■ **What is required**: Report the count of lines in the records that contain "components", without any added text.

■ **Data under study**:
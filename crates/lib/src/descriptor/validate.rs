//! Construction-time validation.
//!
//! Turns a [`ModuleDecl`] into a [`ModuleDescriptor`], failing fast with a
//! [`DescriptorError`] that names the module and the offending field. Checks
//! here never look at other modules: whether dependency names exist is decided
//! later, during resolution.

use std::collections::BTreeSet;
use std::path::{Component, Path, PathBuf};

use thiserror::Error;
use tracing::{debug, warn};

use super::decl::{BodyDecl, ModuleDecl};
use super::types::{ConditionalRegion, DescriptorBody, ModuleDescriptor, RegionBranch};
use crate::version::{VersionPredicate, VersionRange};

/// Errors raised while constructing or registering a single descriptor.
///
/// All of these are deterministic given the same declaration; retrying without
/// changing the input is pointless.
#[derive(Debug, Clone, PartialEq, Eq, Error)]
pub enum DescriptorError {
  #[error("invalid module name '{name}': {reason}")]
  InvalidModuleName { name: String, reason: String },

  #[error("module '{name}' is already registered")]
  DuplicateModule { name: String },

  #[error("module '{module}': include root '{path}' in {field} {reason}")]
  InvalidIncludePath {
    module: String,
    field: String,
    path: String,
    reason: String,
  },

  #[error("module '{module}' lists itself in {field}")]
  SelfDependency { module: String, field: String },

  #[error("module '{module}': invalid module name '{name}' in {field}: {reason}")]
  InvalidDependencyName {
    module: String,
    field: String,
    name: String,
    reason: String,
  },

  #[error("module '{module}': malformed predicate '{predicate}' in {field}: {reason}")]
  MalformedPredicate {
    module: String,
    field: String,
    predicate: String,
    reason: String,
  },
}

impl DescriptorError {
  /// The module the error belongs to.
  pub fn module(&self) -> &str {
    match self {
      DescriptorError::InvalidModuleName { name, .. } | DescriptorError::DuplicateModule { name } => name,
      DescriptorError::InvalidIncludePath { module, .. }
      | DescriptorError::SelfDependency { module, .. }
      | DescriptorError::InvalidDependencyName { module, .. }
      | DescriptorError::MalformedPredicate { module, .. } => module,
    }
  }
}

/// Options that control how strictly declarations are checked.
#[derive(Debug, Clone, Copy, PartialEq, Eq)]
pub struct ValidateOptions {
  /// Require every include root to exist as a directory under the module root.
  pub check_include_paths: bool,
}

impl Default for ValidateOptions {
  fn default() -> Self {
    Self {
      check_include_paths: true,
    }
  }
}

impl ModuleDescriptor {
  /// Validate a declaration and build an immutable descriptor from it.
  ///
  /// # Errors
  ///
  /// - `InvalidModuleName` if the name is empty or not an identifier
  /// - `InvalidIncludePath` if an include root escapes the module root, or is
  ///   missing while `options.check_include_paths` is set
  /// - `InvalidDependencyName` / `SelfDependency` for bad dependency entries
  /// - `MalformedPredicate` for unparsable or overlapping region predicates
  pub fn from_decl(decl: &ModuleDecl, options: &ValidateOptions) -> Result<Self, DescriptorError> {
    if let Err(reason) = check_identifier(&decl.name) {
      return Err(DescriptorError::InvalidModuleName {
        name: decl.name.clone(),
        reason: reason.to_string(),
      });
    }

    let checker = Checker {
      module: &decl.name,
      root: &decl.root,
      options,
    };

    let base = checker.body(&decl.base(), "")?;

    let mut regions = Vec::with_capacity(decl.regions.len());
    for (region_idx, region) in decl.regions.iter().enumerate() {
      let prefix = format!("regions[{}]", region_idx);
      if region.branches.is_empty() {
        return Err(DescriptorError::MalformedPredicate {
          module: decl.name.clone(),
          field: prefix,
          predicate: String::new(),
          reason: "region declares no branches".to_string(),
        });
      }

      let mut branches: Vec<RegionBranch> = Vec::with_capacity(region.branches.len());
      for (branch_idx, branch) in region.branches.iter().enumerate() {
        let field = format!("{}.branches[{}]", prefix, branch_idx);
        let malformed = |reason: String| DescriptorError::MalformedPredicate {
          module: decl.name.clone(),
          field: format!("{}.when", field),
          predicate: branch.when.clone(),
          reason,
        };

        let when = VersionPredicate::parse(&branch.when).map_err(|e| malformed(e.to_string()))?;

        match &when {
          VersionPredicate::Otherwise if branch_idx + 1 != region.branches.len() => {
            return Err(malformed("'otherwise' must be the last branch of its region".to_string()));
          }
          VersionPredicate::Range(range) => {
            if let Some((other_idx, other)) = first_overlap(&branches, range) {
              return Err(malformed(format!("overlaps branch {} ('{}')", other_idx, other)));
            }
          }
          VersionPredicate::Otherwise => {}
        }

        let body = checker.body(&branch.body, &format!("{}.body.", field))?;
        branches.push(RegionBranch { when, body });
      }

      regions.push(ConditionalRegion { branches });
    }

    debug!(module = %decl.name, regions = regions.len(), "validated module descriptor");

    Ok(ModuleDescriptor {
      name: decl.name.clone(),
      root: decl.root.clone(),
      pch: decl.pch.unwrap_or_default(),
      include_hygiene: decl.include_hygiene.unwrap_or(false),
      legacy_include_paths: decl.legacy_include_paths.unwrap_or(false),
      base: DescriptorBody {
        pch: None,
        include_hygiene: None,
        legacy_include_paths: None,
        ..base
      },
      regions,
    })
  }
}

fn first_overlap<'a>(branches: &'a [RegionBranch], range: &VersionRange) -> Option<(usize, &'a VersionRange)> {
  branches.iter().enumerate().find_map(|(idx, branch)| match &branch.when {
    VersionPredicate::Range(other) if other.overlaps(range) => Some((idx, other)),
    _ => None,
  })
}

/// Per-module validation context.
struct Checker<'a> {
  module: &'a str,
  root: &'a Path,
  options: &'a ValidateOptions,
}

impl Checker<'_> {
  fn body(&self, body: &BodyDecl, prefix: &str) -> Result<DescriptorBody, DescriptorError> {
    Ok(DescriptorBody {
      pch: body.pch,
      include_hygiene: body.include_hygiene,
      legacy_include_paths: body.legacy_include_paths,
      public_include_roots: self.include_roots(&body.public_include_roots, &format!("{}public_include_roots", prefix))?,
      private_include_roots: self
        .include_roots(&body.private_include_roots, &format!("{}private_include_roots", prefix))?,
      public_dependencies: self.names(&body.public_dependencies, &format!("{}public_dependencies", prefix))?,
      private_dependencies: self.names(&body.private_dependencies, &format!("{}private_dependencies", prefix))?,
      runtime_dependencies: self.names(&body.runtime_dependencies, &format!("{}runtime_dependencies", prefix))?,
      private_include_path_modules: self.names(
        &body.private_include_path_modules,
        &format!("{}private_include_path_modules", prefix),
      )?,
    })
  }

  fn names(&self, names: &[String], field: &str) -> Result<BTreeSet<String>, DescriptorError> {
    let mut out = BTreeSet::new();
    for name in names {
      if let Err(reason) = check_identifier(name) {
        return Err(DescriptorError::InvalidDependencyName {
          module: self.module.to_string(),
          field: field.to_string(),
          name: name.clone(),
          reason: reason.to_string(),
        });
      }
      if name == self.module {
        return Err(DescriptorError::SelfDependency {
          module: self.module.to_string(),
          field: field.to_string(),
        });
      }
      if !out.insert(name.clone()) {
        warn!(module = %self.module, field, dependency = %name, "duplicate entry ignored");
      }
    }
    Ok(out)
  }

  fn include_roots(&self, paths: &[PathBuf], field: &str) -> Result<Vec<PathBuf>, DescriptorError> {
    let root = normalize_lexically(self.root);
    let mut out: Vec<PathBuf> = Vec::with_capacity(paths.len());

    for path in paths {
      let invalid = |reason: &str| DescriptorError::InvalidIncludePath {
        module: self.module.to_string(),
        field: field.to_string(),
        path: path.display().to_string(),
        reason: reason.to_string(),
      };

      let resolved = normalize_lexically(&root.join(path));
      let escapes = match resolved.strip_prefix(&root) {
        Ok(rel) => rel.components().any(|c| c == Component::ParentDir),
        Err(_) => true,
      };
      if escapes {
        return Err(invalid("escapes the module root"));
      }

      if self.options.check_include_paths {
        if !on_disk(&resolved).is_dir() {
          return Err(invalid("does not exist"));
        }
        // Lexically inside, but a symlink may still point elsewhere.
        let real_root = dunce::canonicalize(on_disk(&root)).map_err(|_| invalid("has an unreadable module root"))?;
        let real_path = dunce::canonicalize(on_disk(&resolved)).map_err(|_| invalid("cannot be canonicalized"))?;
        if !real_path.starts_with(&real_root) {
          return Err(invalid("resolves outside the module root"));
        }
      }

      if out.contains(&resolved) {
        warn!(module = %self.module, field, path = %resolved.display(), "duplicate include root ignored");
        continue;
      }
      out.push(resolved);
    }

    Ok(out)
  }
}

/// A lexically normalized path as the filesystem expects it; `.` normalizes to nothing.
fn on_disk(path: &Path) -> &Path {
  if path.as_os_str().is_empty() {
    Path::new(".")
  } else {
    path
  }
}

/// Check that `name` is an identifier: ASCII letter or `_`, then ASCII alphanumerics or `_`.
fn check_identifier(name: &str) -> Result<(), &'static str> {
  let mut chars = name.chars();
  let Some(first) = chars.next() else {
    return Err("name cannot be empty");
  };
  if name.chars().any(char::is_whitespace) {
    return Err("name cannot contain whitespace");
  }
  if !(first.is_ascii_alphabetic() || first == '_') {
    return Err("name must start with a letter or underscore");
  }
  if !chars.all(|c| c.is_ascii_alphanumeric() || c == '_') {
    return Err("name may only contain letters, digits and underscores");
  }
  Ok(())
}

/// Resolve `.` and `..` components without touching the filesystem.
///
/// Leading `..` components that cannot be popped are kept.
pub(crate) fn normalize_lexically(path: &Path) -> PathBuf {
  let mut out = PathBuf::new();
  for component in path.components() {
    match component {
      Component::CurDir => {}
      Component::ParentDir => match out.components().next_back() {
        Some(Component::Normal(_)) => {
          out.pop();
        }
        Some(Component::RootDir) | Some(Component::Prefix(_)) => {}
        _ => out.push(".."),
      },
      other => out.push(other.as_os_str()),
    }
  }
  out
}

■ **Problem solution**: 5